13. The apparatus of claim 12, wherein the interface for displaying the voice control indicator comprises a first area and a second area, the first area being used for displaying the video image of the target video and the at least one voice control indicator; the second area is used for editing sound data of at least one video object in the target video;

the receiving module is used for receiving a sliding sub-input of a user on the first sound control identifier;

the display module is configured to display the first sound track of the first video object when the sliding start position of the sliding sub input is located on the first sound control identifier and the sliding end position of the sliding sub input is located in the second area.

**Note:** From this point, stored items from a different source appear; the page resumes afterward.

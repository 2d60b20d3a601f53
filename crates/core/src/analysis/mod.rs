use std::{f32::consts::PI, fmt, sync::Arc};

use realfft::{num_complex::Complex32, RealFftPlanner, RealToComplex};
use serde::{Deserialize, Serialize};

use crate::config::AnalysisConfig;
use crate::modulation::{ModKey, Source};
use crate::{Result, SoundTileError};

/// RMS amplitude of the latest block.
pub const LEVEL: ModKey<f64> = ModKey::new("level");
/// Frequency in Hz of the loudest smoothed bin.
pub const PEAK_FREQUENCY: ModKey<f64> = ModKey::new("peakFrequency");

pub const MIN_FFT_SIZE: usize = 32;
pub const MAX_FFT_SIZE: usize = 32_768;
/// Floor reported for silent bins.
pub const MIN_DECIBELS: f32 = -100.0;

/// Features extracted from one block of samples.
#[derive(Debug, Clone, Copy, Default, PartialEq, Serialize, Deserialize)]
pub struct AnalysisFrame {
    /// Midpoint of the block in seconds since the analyser was reset.
    pub time: f64,
    pub rms: f64,
    pub peak_frequency: f64,
}

/// Spectrum analyser feeding audio tiles.
///
/// Each block is windowed over the most recent `fft_size` samples; bin
/// magnitudes are smoothed across blocks before conversion to decibels, the
/// same model browsers use for their analyser nodes.
pub struct Analyser {
    sample_rate: u32,
    fft_size: usize,
    smoothing: f32,
    processed_samples: usize,
    history: Vec<f32>,
    smoothed: Vec<f32>,
    decibels: Vec<f32>,
    latest: Option<AnalysisFrame>,
    source: Source,
    fft_planner: RealFftPlanner<f32>,
    fft: Option<FftResources>,
}

impl Analyser {
    pub fn new(config: &AnalysisConfig) -> Result<Self> {
        check_fft_size(config.fft_size)?;
        let bins = config.fft_size / 2 + 1;
        Ok(Self {
            sample_rate: config.sample_rate.max(1),
            fft_size: config.fft_size,
            smoothing: clamp_smoothing(config.smoothing),
            processed_samples: 0,
            history: vec![0.0; config.fft_size],
            smoothed: vec![0.0; bins],
            decibels: vec![MIN_DECIBELS; bins],
            latest: None,
            source: Source::new("Audio Analyser")
                .with_property(LEVEL, 0.0)
                .with_property(PEAK_FREQUENCY, 0.0),
            fft_planner: RealFftPlanner::new(),
            fft: None,
        })
    }

    pub fn sample_rate(&self) -> u32 {
        self.sample_rate
    }

    pub fn fft_size(&self) -> usize {
        self.fft_size
    }

    /// Changes the transform length; smoothing history is discarded.
    pub fn set_fft_size(&mut self, fft_size: usize) -> Result<()> {
        check_fft_size(fft_size)?;
        if fft_size != self.fft_size {
            let bins = fft_size / 2 + 1;
            self.fft_size = fft_size;
            self.history = vec![0.0; fft_size];
            self.smoothed = vec![0.0; bins];
            self.decibels = vec![MIN_DECIBELS; bins];
        }
        Ok(())
    }

    pub fn smoothing(&self) -> f32 {
        self.smoothing
    }

    pub fn set_smoothing(&mut self, smoothing: f64) {
        self.smoothing = clamp_smoothing(smoothing);
    }

    /// Modulation source publishing [`LEVEL`] and [`PEAK_FREQUENCY`].
    pub fn source(&self) -> &Source {
        &self.source
    }

    /// Smoothed spectrum in decibels, one value per bin up to Nyquist.
    pub fn frequency_data(&self) -> &[f32] {
        &self.decibels
    }

    pub fn latest_frame(&self) -> Option<&AnalysisFrame> {
        self.latest.as_ref()
    }

    /// Clears accumulated state while preserving configuration.
    pub fn reset(&mut self) {
        self.processed_samples = 0;
        self.history.fill(0.0);
        self.smoothed.fill(0.0);
        self.decibels.fill(MIN_DECIBELS);
        self.latest = None;
    }

    /// Consumes audio samples, updates the spectrum and pushes new values to
    /// the modulation source.
    pub fn process_block(&mut self, samples: &[f32]) -> Result<AnalysisFrame> {
        if samples.len() < 2 {
            return Err(SoundTileError::InvalidInput(
                "analysis requires blocks with at least two samples",
            ));
        }

        let sample_rate = f64::from(self.sample_rate);
        let start_time = self.processed_samples as f64 / sample_rate;
        let end_time = (self.processed_samples + samples.len()) as f64 / sample_rate;
        self.push_history(samples);
        self.update_spectrum()?;
        self.processed_samples += samples.len();

        let frame = AnalysisFrame {
            time: (start_time + end_time) * 0.5,
            rms: f64::from(compute_rms(samples)),
            peak_frequency: self.peak_frequency(),
        };
        self.source.set(LEVEL, frame.rms);
        self.source.set(PEAK_FREQUENCY, frame.peak_frequency);
        self.latest = Some(frame);
        Ok(frame)
    }

    fn push_history(&mut self, samples: &[f32]) {
        let size = self.fft_size;
        if samples.len() >= size {
            self.history.copy_from_slice(&samples[samples.len() - size..]);
        } else {
            self.history.rotate_left(samples.len());
            self.history[size - samples.len()..].copy_from_slice(samples);
        }
    }

    fn update_spectrum(&mut self) -> Result<()> {
        let size = self.fft_size;
        let smoothing = self.smoothing;
        let fft = prepare_fft(&mut self.fft_planner, &mut self.fft, size);
        for (index, (input, sample)) in fft.input.iter_mut().zip(&self.history).enumerate() {
            *input = sample * blackman_value(index, size);
        }
        fft.plan
            .process_with_scratch(&mut fft.input, &mut fft.spectrum, &mut fft.scratch)?;

        let scale = 1.0 / size as f32;
        for ((bin, smoothed), decibels) in fft
            .spectrum
            .iter()
            .zip(self.smoothed.iter_mut())
            .zip(self.decibels.iter_mut())
        {
            let magnitude = bin.norm() * scale;
            *smoothed = smoothing * *smoothed + (1.0 - smoothing) * magnitude;
            *decibels = if *smoothed > 0.0 {
                (20.0 * smoothed.log10()).max(MIN_DECIBELS)
            } else {
                MIN_DECIBELS
            };
        }
        Ok(())
    }

    fn peak_frequency(&self) -> f64 {
        // DC is not a frequency anyone wants to visualise.
        let peak = self
            .smoothed
            .iter()
            .enumerate()
            .skip(1)
            .max_by(|a, b| a.1.total_cmp(b.1));
        match peak {
            Some((bin, &magnitude)) if magnitude > f32::EPSILON => {
                bin as f64 * f64::from(self.sample_rate) / self.fft_size as f64
            }
            _ => 0.0,
        }
    }
}

fn prepare_fft<'a>(
    planner: &mut RealFftPlanner<f32>,
    slot: &'a mut Option<FftResources>,
    size: usize,
) -> &'a mut FftResources {
    if slot.as_ref().is_some_and(|fft| fft.size != size) {
        *slot = None;
    }
    slot.get_or_insert_with(|| {
        let plan = planner.plan_fft_forward(size);
        FftResources {
            size,
            scratch: plan.make_scratch_vec(),
            spectrum: plan.make_output_vec(),
            input: plan.make_input_vec(),
            plan,
        }
    })
}

struct FftResources {
    size: usize,
    plan: Arc<dyn RealToComplex<f32>>,
    scratch: Vec<Complex32>,
    spectrum: Vec<Complex32>,
    input: Vec<f32>,
}

impl fmt::Debug for Analyser {
    fn fmt(&self, f: &mut fmt::Formatter<'_>) -> fmt::Result {
        f.debug_struct("Analyser")
            .field("sample_rate", &self.sample_rate)
            .field("fft_size", &self.fft_size)
            .field("smoothing", &self.smoothing)
            .field("processed_samples", &self.processed_samples)
            .field("latest", &self.latest)
            .finish()
    }
}

impl fmt::Debug for FftResources {
    fn fmt(&self, f: &mut fmt::Formatter<'_>) -> fmt::Result {
        f.debug_struct("FftResources")
            .field("size", &self.size)
            .finish()
    }
}

fn check_fft_size(size: usize) -> Result<()> {
    if size.is_power_of_two() && (MIN_FFT_SIZE..=MAX_FFT_SIZE).contains(&size) {
        Ok(())
    } else {
        Err(SoundTileError::msg(format!(
            "fft size must be a power of two between {MIN_FFT_SIZE} and {MAX_FFT_SIZE}, got {size}"
        )))
    }
}

fn clamp_smoothing(smoothing: f64) -> f32 {
    if smoothing.is_finite() {
        smoothing.clamp(0.0, 1.0) as f32
    } else {
        0.0
    }
}

fn compute_rms(samples: &[f32]) -> f32 {
    let sum: f32 = samples.iter().map(|sample| sample * sample).sum();
    (sum / samples.len() as f32).sqrt()
}

fn blackman_value(index: usize, len: usize) -> f32 {
    const ALPHA: f32 = 0.16;
    let phase = 2.0 * PI * index as f32 / len as f32;
    let a0 = (1.0 - ALPHA) / 2.0;
    let a2 = ALPHA / 2.0;
    a0 - 0.5 * phase.cos() + a2 * (2.0 * phase).cos()
}

#[cfg(test)]
mod tests {
    use super::*;
    use crate::modulation::Target;

    fn analyser(sample_rate: u32, fft_size: usize, smoothing: f64) -> Analyser {
        Analyser::new(&AnalysisConfig {
            sample_rate,
            fft_size,
            smoothing,
        })
        .unwrap()
    }

    fn sine(frequency: f32, sample_rate: u32, len: usize) -> Vec<f32> {
        (0..len)
            .map(|i| (2.0 * PI * frequency * i as f32 / sample_rate as f32).sin())
            .collect()
    }

    #[test]
    fn silence_has_no_level_or_peak() {
        let mut analyser = analyser(48_000, 1024, 0.8);
        let frame = analyser.process_block(&[0.0; 1024]).unwrap();
        assert_eq!(frame.rms, 0.0);
        assert_eq!(frame.peak_frequency, 0.0);
        assert!(analyser.frequency_data().iter().all(|&db| db == MIN_DECIBELS));
    }

    #[test]
    fn finds_sine_frequency_and_level() {
        let mut analyser = analyser(1024, 256, 0.0);
        let frame = analyser.process_block(&sine(64.0, 1024, 256)).unwrap();
        assert_eq!(frame.peak_frequency, 64.0);
        assert!((frame.rms - std::f64::consts::FRAC_1_SQRT_2).abs() < 1e-3);
        assert!((frame.time - 0.125).abs() < 1e-9);
        assert_eq!(analyser.frequency_data().len(), 129);
    }

    #[test]
    fn smoothing_blends_consecutive_blocks() {
        let mut analyser = analyser(1024, 256, 0.5);
        let block = sine(64.0, 1024, 256);
        analyser.process_block(&block).unwrap();
        let first = analyser.frequency_data()[16];
        analyser.process_block(&block).unwrap();
        let second = analyser.frequency_data()[16];
        assert!((second - first - 20.0 * 1.5f32.log10()).abs() < 1e-3);
    }

    #[test]
    fn short_blocks_accumulate_history() {
        let mut analyser = analyser(1024, 256, 0.0);
        let block = sine(64.0, 1024, 256);
        for chunk in block.chunks(64) {
            analyser.process_block(chunk).unwrap();
        }
        assert_eq!(analyser.latest_frame().unwrap().peak_frequency, 64.0);
    }

    #[test]
    fn rejects_bad_input_and_sizes() {
        let mut analyser = analyser(48_000, 1024, 0.8);
        assert!(matches!(
            analyser.process_block(&[1.0]),
            Err(SoundTileError::InvalidInput(_))
        ));
        assert!(analyser.set_fft_size(1000).is_err());
        assert!(analyser.set_fft_size(16).is_err());
        analyser.set_fft_size(4096).unwrap();
        assert_eq!(analyser.frequency_data().len(), 2049);
    }

    #[test]
    fn pushes_values_to_modulation_targets() {
        let mut analyser = analyser(1024, 256, 0.0);
        let target = Target::new("meter").with_slot(LEVEL, -1.0);
        assert!(analyser.source().connect(&target, LEVEL, LEVEL));
        assert_eq!(target.get(LEVEL), Some(0.0));
        analyser.process_block(&[0.5; 256]).unwrap();
        assert!((target.get(LEVEL).unwrap() - 0.5).abs() < 1e-6);
    }
}
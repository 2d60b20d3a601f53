//! Drawing side of the song visualiser.
//!
//! Drawing itself is delegated to a [`RenderBackend`]; everything that turns
//! playback time into a musical position lives outside the backend so each
//! implementation only receives finished [`SongPosition`]s.

mod instance;
mod throttle;
mod worker;

use std::io::{self, IsTerminal, Write};

use serde::{Deserialize, Serialize};

use crate::config::MAX_LOOP_COUNT;
use crate::drawloop::DebugLevel;
use crate::song::Song;
use crate::tempo::SongPosition;
use crate::Result;

pub use instance::SongRenderInstance;
pub use throttle::Throttle;
pub use worker::{
    FallbackRenderer, GateTicket, MessageKind, Renderer, RendererHost, RendererMessage,
    RequestGate, WorkerRenderer,
};

/// Everything a renderer needs to rebuild its tick table.
#[derive(Debug, Clone, PartialEq, Serialize, Deserialize)]
#[serde(rename_all = "camelCase")]
pub struct RenderSettings {
    pub song: Option<Song>,
    pub loop_count: u32,
}

impl RenderSettings {
    pub fn new(song: Option<Song>, loop_count: u32) -> Self {
        Self {
            song,
            loop_count: loop_count.clamp(1, MAX_LOOP_COUNT),
        }
    }
}

impl Default for RenderSettings {
    fn default() -> Self {
        Self::new(None, 1)
    }
}

/// Statistics returned for every drawn frame.
#[derive(Debug, Clone, Default, PartialEq, Serialize, Deserialize)]
#[serde(rename_all = "camelCase")]
pub struct FrameResult {
    /// Milliseconds spent inside the renderer.
    pub render_time: f64,
    pub debug_text: Vec<String>,
}

/// Statistics returned after a settings change rebuilt the tick table.
#[derive(Debug, Clone, Copy, Default, PartialEq, Serialize, Deserialize)]
#[serde(rename_all = "camelCase")]
pub struct LoadResult {
    /// Seconds of playback covered by the new table.
    pub song_length: f64,
    /// Milliseconds spent compiling the table.
    pub load_time: f64,
}

/// Per-frame context handed to a backend next to the position.
#[derive(Debug, Clone, Copy, PartialEq)]
pub struct FrameInfo {
    pub playing: bool,
    pub debug: DebugLevel,
    pub width: u32,
    pub height: u32,
}

pub trait RenderBackend: Send {
    fn name(&self) -> &'static str;

    fn resize(&mut self, width: u32, height: u32);

    fn draw(&mut self, position: &SongPosition, frame: &FrameInfo) -> Result<()>;

    /// Extra lines for the detailed debug overlay.
    fn debug_text(&self) -> Vec<String> {
        Vec::new()
    }
}

/// Backends that can be picked by [`probe_backend`].
#[derive(Debug, Clone, Copy, PartialEq, Eq, Serialize, Deserialize)]
#[serde(rename_all = "lowercase")]
pub enum BackendKind {
    Terminal,
    Headless,
}

/// Picks the richest backend the current process can drive.
pub fn probe_backend() -> BackendKind {
    if io::stdout().is_terminal() {
        BackendKind::Terminal
    } else {
        BackendKind::Headless
    }
}

pub fn create_backend(kind: BackendKind) -> Box<dyn RenderBackend> {
    match kind {
        BackendKind::Terminal => Box::new(TerminalBackend::new(io::stdout())),
        BackendKind::Headless => Box::new(HeadlessBackend::new()),
    }
}

const DEFAULT_COLUMNS: u32 = 48;

/// Draws a single status line with a bar progress meter.
#[derive(Debug)]
pub struct TerminalBackend<W> {
    out: W,
    columns: u32,
    frames: u64,
}

impl<W: Write + Send> TerminalBackend<W> {
    pub fn new(out: W) -> Self {
        Self {
            out,
            columns: DEFAULT_COLUMNS,
            frames: 0,
        }
    }

    pub fn into_inner(self) -> W {
        self.out
    }
}

impl<W: Write + Send> RenderBackend for TerminalBackend<W> {
    fn name(&self) -> &'static str {
        "terminal"
    }

    fn resize(&mut self, width: u32, _height: u32) {
        self.columns = width.max(8);
    }

    fn draw(&mut self, position: &SongPosition, frame: &FrameInfo) -> Result<()> {
        let meter_width = self.columns as usize;
        let bar_length = f64::from(position.bar_length);
        let filled = if position.tick_in_bar.is_finite() && bar_length > 0.0 {
            (position.tick_in_bar / bar_length * meter_width as f64) as usize
        } else {
            0
        };
        let filled = filled.min(meter_width);
        let state = if frame.playing { '>' } else { '|' };
        write!(
            self.out,
            "\r{state} bar {:>4} beat {:>2} [{}{}] {:>9.2}",
            position.bar + 1,
            position.beat + 1,
            "#".repeat(filled),
            "-".repeat(meter_width - filled),
            position.tick,
        )?;
        self.out.flush()?;
        self.frames += 1;
        Ok(())
    }

    fn debug_text(&self) -> Vec<String> {
        vec![format!("Terminal frames: {}", self.frames)]
    }
}

/// Records positions without drawing anything.
#[derive(Debug, Default)]
pub struct HeadlessBackend {
    frames: u64,
    last: Option<SongPosition>,
    size: (u32, u32),
}

impl HeadlessBackend {
    pub fn new() -> Self {
        Self::default()
    }

    pub fn frames(&self) -> u64 {
        self.frames
    }

    pub fn last_position(&self) -> Option<&SongPosition> {
        self.last.as_ref()
    }

    pub fn size(&self) -> (u32, u32) {
        self.size
    }
}

impl RenderBackend for HeadlessBackend {
    fn name(&self) -> &'static str {
        "headless"
    }

    fn resize(&mut self, width: u32, height: u32) {
        self.size = (width, height);
    }

    fn draw(&mut self, position: &SongPosition, _frame: &FrameInfo) -> Result<()> {
        self.frames += 1;
        self.last = Some(*position);
        Ok(())
    }

    fn debug_text(&self) -> Vec<String> {
        let mut text = vec![format!("Headless frames: {}", self.frames)];
        if let Some(position) = &self.last {
            text.push(format!("Last tick: {:.2}", position.tick));
        }
        text
    }
}

#[cfg(test)]
mod tests {
    use super::*;

    fn frame() -> FrameInfo {
        FrameInfo {
            playing: true,
            debug: DebugLevel::Off,
            width: 0,
            height: 0,
        }
    }

    #[test]
    fn terminal_backend_prints_position() {
        let mut backend = TerminalBackend::new(Vec::new());
        backend.resize(16, 1);
        let position = SongPosition {
            time: 1.0,
            tick: 24.0,
            bar: 1,
            tick_in_bar: 8.0,
            beat: 2,
            bar_length: 16,
        };
        backend.draw(&position, &frame()).unwrap();
        let text = String::from_utf8(backend.into_inner()).unwrap();
        assert!(text.contains("bar    2 beat  3"), "{text}");
        assert!(text.contains("[########--------]"), "{text}");
    }

    #[test]
    fn headless_backend_records_last_position() {
        let mut backend = HeadlessBackend::new();
        let position = SongPosition {
            tick: 5.0,
            ..Default::default()
        };
        backend.draw(&position, &frame()).unwrap();
        assert_eq!(backend.frames(), 1);
        assert_eq!(backend.last_position(), Some(&position));
        assert_eq!(backend.debug_text()[1], "Last tick: 5.00");
    }

    #[test]
    fn settings_keep_loop_count_in_range() {
        assert_eq!(RenderSettings::new(None, 0).loop_count, 1);
        assert_eq!(RenderSettings::new(None, u32::MAX).loop_count, MAX_LOOP_COUNT);
    }
}
//! Task contract

use crate::Context;

/// Independently scheduled unit of userland code
///
/// The kernel runs every registered task on its own thread and hands it a
/// [`Context`] bound to the task's id. Returning from `run` ends the task.
/// Plain closures taking a `Context` are tasks too.
pub trait Task: Send + 'static {
    /// Runs the task to completion
    fn run(self: Box<Self>, ctx: Context);

    /// Name used for the task thread and in log output
    fn name(&self) -> &str {
        "task"
    }
}

impl<F> Task for F
where
    F: FnOnce(Context) + Send + 'static,
{
    fn run(self: Box<Self>, ctx: Context) {
        (*self)(ctx)
    }
}

/// A closure with a name
pub struct Named<F> {
    name: String,
    body: F,
}

/// Wraps a closure so it shows up under `name`
pub fn named<F>(name: impl Into<String>, body: F) -> Named<F>
where
    F: FnOnce(Context) + Send + 'static,
{
    Named {
        name: name.into(),
        body,
    }
}

impl<F> Task for Named<F>
where
    F: FnOnce(Context) + Send + 'static,
{
    fn run(self: Box<Self>, ctx: Context) {
        (self.body)(ctx)
    }

    fn name(&self) -> &str {
        &self.name
    }
}
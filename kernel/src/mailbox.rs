//! Bounded mailbox for a single endpoint.
//!
//! A fixed ring of [`MAILBOX_SLOTS`] messages. Push never blocks; pop blocks
//! until a message arrives or the mailbox is closed. FIFO per mailbox.

use crate::Message;
use kernel_api::MAILBOX_SLOTS;
use std::sync::{Arc, Condvar, Mutex, MutexGuard, PoisonError};

/// Queue error types.
#[derive(Debug, Clone, Copy, PartialEq, Eq)]
pub enum QueueError {
    /// All slots are occupied
    Full,
    /// The mailbox no longer accepts messages
    Closed,
}

#[derive(Debug)]
struct Ring {
    slots: [Message; MAILBOX_SLOTS],
    head: usize,
    len: usize,
    closed: bool,
}

impl Ring {
    fn pop(&mut self) -> Option<Message> {
        if self.len == 0 {
            return None;
        }
        let msg = self.slots[self.head];
        self.head = (self.head + 1) % MAILBOX_SLOTS;
        self.len -= 1;
        Some(msg)
    }
}

/// Fixed-capacity FIFO of messages bound to one endpoint.
#[derive(Debug)]
pub struct Mailbox {
    ring: Mutex<Ring>,
    ready: Condvar,
}

impl Mailbox {
    /// Creates an empty, open mailbox.
    pub fn new() -> Self {
        Self {
            ring: Mutex::new(Ring {
                slots: [Message::EMPTY; MAILBOX_SLOTS],
                head: 0,
                len: 0,
                closed: false,
            }),
            ready: Condvar::new(),
        }
    }

    fn ring(&self) -> MutexGuard<'_, Ring> {
        self.ring.lock().unwrap_or_else(PoisonError::into_inner)
    }

    /// Returns the configured capacity.
    pub fn capacity(&self) -> usize {
        MAILBOX_SLOTS
    }

    /// Returns the number of queued messages.
    pub fn len(&self) -> usize {
        self.ring().len
    }

    /// Returns whether the mailbox is empty.
    pub fn is_empty(&self) -> bool {
        self.len() == 0
    }

    /// Returns whether the mailbox has been closed.
    pub fn is_closed(&self) -> bool {
        self.ring().closed
    }

    /// Enqueues a message without blocking.
    pub fn push(&self, msg: Message) -> Result<(), QueueError> {
        let mut ring = self.ring();
        if ring.closed {
            return Err(QueueError::Closed);
        }
        if ring.len >= MAILBOX_SLOTS {
            return Err(QueueError::Full);
        }
        let tail = (ring.head + ring.len) % MAILBOX_SLOTS;
        ring.slots[tail] = msg;
        ring.len += 1;
        drop(ring);

        self.ready.notify_one();
        Ok(())
    }

    /// Dequeues the next message, blocking while the mailbox is empty.
    ///
    /// Returns `None` once the mailbox is closed and drained.
    pub fn pop(&self) -> Option<Message> {
        let mut ring = self.ring();
        loop {
            if let Some(msg) = ring.pop() {
                return Some(msg);
            }
            if ring.closed {
                return None;
            }
            ring = self
                .ready
                .wait(ring)
                .unwrap_or_else(PoisonError::into_inner);
        }
    }

    /// Dequeues the next message if one is queued.
    pub fn try_pop(&self) -> Option<Message> {
        self.ring().pop()
    }

    /// Closes the mailbox and wakes every blocked receiver.
    ///
    /// Messages already queued remain available. Closing twice is harmless.
    pub fn close(&self) {
        self.ring().closed = true;
        self.ready.notify_all();
    }
}

impl Default for Mailbox {
    fn default() -> Self {
        Self::new()
    }
}

/// Receive handle for one mailbox.
///
/// Obtained through [`crate::Context::recv_chan`], which performs the rights
/// check once. Iterating yields messages until the mailbox is closed and
/// drained.
#[derive(Debug, Clone)]
pub struct Receiver {
    mailbox: Arc<Mailbox>,
}

impl Receiver {
    pub(crate) fn new(mailbox: Arc<Mailbox>) -> Self {
        Self { mailbox }
    }

    /// Blocks until a message is available or the mailbox closes.
    pub fn recv(&self) -> Option<Message> {
        self.mailbox.pop()
    }

    /// Returns the next message without blocking.
    pub fn try_recv(&self) -> Option<Message> {
        self.mailbox.try_pop()
    }

    /// Returns whether the underlying mailbox has been closed.
    pub fn is_closed(&self) -> bool {
        self.mailbox.is_closed()
    }
}

impl Iterator for Receiver {
    type Item = Message;

    fn next(&mut self) -> Option<Message> {
        self.recv()
    }
}
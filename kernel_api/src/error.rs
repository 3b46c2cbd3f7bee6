//! Kernel error types

use ipc::PayloadTooLarge;
use thiserror::Error;

/// Reasons a send can fail
///
/// Capability-layer rejections are checked by the task context before the
/// kernel is touched; the remaining variants come from the router. None of
/// these are retried by the kernel; see [`SendError::is_retryable`] for the
/// one condition a caller may reasonably back off on.
#[derive(Debug, Clone, Copy, Error, PartialEq, Eq, Hash)]
pub enum SendError {
    /// The sender's own capability is invalid
    #[error("invalid from capability")]
    InvalidFromCap,

    /// The destination capability is invalid
    #[error("invalid to capability")]
    InvalidToCap,

    /// The sender's own capability lacks the send right
    #[error("from capability has no send right")]
    FromNoSendRight,

    /// The destination capability lacks the send right
    #[error("to capability has no send right")]
    ToNoSendRight,

    /// The destination endpoint does not exist or its mailbox is closed
    #[error("no such endpoint")]
    NoEndpoint,

    /// The payload exceeds the fixed message size
    #[error("payload too large")]
    PayloadTooLarge,

    /// The destination mailbox is full
    #[error("queue full")]
    QueueFull,
}

impl SendError {
    /// Returns true if trying again later can succeed
    pub fn is_retryable(&self) -> bool {
        matches!(self, SendError::QueueFull)
    }
}

impl From<PayloadTooLarge> for SendError {
    fn from(_: PayloadTooLarge) -> Self {
        SendError::PayloadTooLarge
    }
}

/// Errors that can occur when registering tasks with the kernel
#[derive(Debug, Error)]
pub enum KernelError {
    /// Every slot of the task table is taken
    #[error("task table full ({0} tasks)")]
    TaskTableFull(usize),

    /// The host refused to start a thread for the task
    #[error("failed to spawn task {name}: {source}")]
    SpawnFailed {
        name: String,
        #[source]
        source: std::io::Error,
    },
}
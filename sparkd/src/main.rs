//! # Spark Host Daemon
//!
//! Main entry point for the Spark host runtime.

use sparkd::{parse_args, print_usage, CliAction, HostRuntime};
use std::env;
use std::process;

fn main() {
    let args: Vec<String> = env::args().collect();
    let program = args.first().map(String::as_str).unwrap_or("sparkd");

    let config = match parse_args(&args) {
        Ok(CliAction::Run(config)) => config,
        Ok(CliAction::Help) => {
            print_usage(program);
            process::exit(0);
        }
        Err(e) => {
            eprintln!("Error: {}", e);
            print_usage(program);
            process::exit(1);
        }
    };

    let env = env_logger::Env::default().filter_or("RUST_LOG", &config.log_level);
    env_logger::init_from_env(env);

    let mut runtime = HostRuntime::new(config).unwrap_or_else(|e| {
        eprintln!("Failed to create runtime: {}", e);
        process::exit(1);
    });

    let result = runtime.run();
    runtime.shutdown();

    if let Err(e) = result {
        eprintln!("Runtime error: {}", e);
        process::exit(1);
    }
}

14. The apparatus of claim 13, wherein the first sound track comprises a first clipping indicator and a second clipping indicator; the second region further comprises at least one sound data processing control;

the receiving module is used for receiving a second sub-input of the first interception identification, a second interception identification and a target sound data processing control by a user;

the response module is used for determining a sound fragment to be processed based on the display positions of the first interception identification and the second interception identification; and executing first processing associated with the target sound data processing control on the sound fragment to be processed.

15. The apparatus of claim 10, wherein the response module is configured to obtain input characteristics of the first input; and performing a first process associated with an input feature of the first input on sound data of the first video object; wherein different input features are associated with different sound data processing.

16. The apparatus of claim 10, further comprising:

the sound separation module is used for carrying out sound separation processing on sound data of all video objects included in the target video; and generating a sound control identifier of each video object based on the sound data obtained after sound separation.

17. The apparatus of claim 15, wherein the sound control identification of each video object is associated with a sound production start time point of each video object;

the display module is further used for displaying a sound control identifier of a target video object in the target video in a target area of a video playing interface of the target video under the condition that the video playing time point of the target video is the same as the sound production starting time point of the target video object in the target video playing process;

18. The apparatus of claim 10, wherein the receiving module, prior to recording the target video, is further configured to receive a second input from the user at the video recording interface;

the response module is further used for responding to the second input, identifying the video object which is sounded in the video recording interface, and displaying at least one sounding identifier, wherein each sounding identifier indicates one sounded video object;

the receiving module is further configured to receive a third input of a second video object from a user, where the second video object is a video object indicated by one of the at least one sound emitting identifier;

the response module is further used for responding to the third input and executing second processing on sound data of a target video object of the target video in the process of recording the target video;

19. An electronic device comprising a processor, a memory, and a program or instructions stored on the memory and executable on the processor, the program or instructions when executed by the processor implementing the steps of the video processing method according to any one of claims 1-9.

20. A readable storage medium, on which a program or instructions are stored, which, when executed by a processor, carry out the steps of the video processing method according to any one of claims 1 to 9.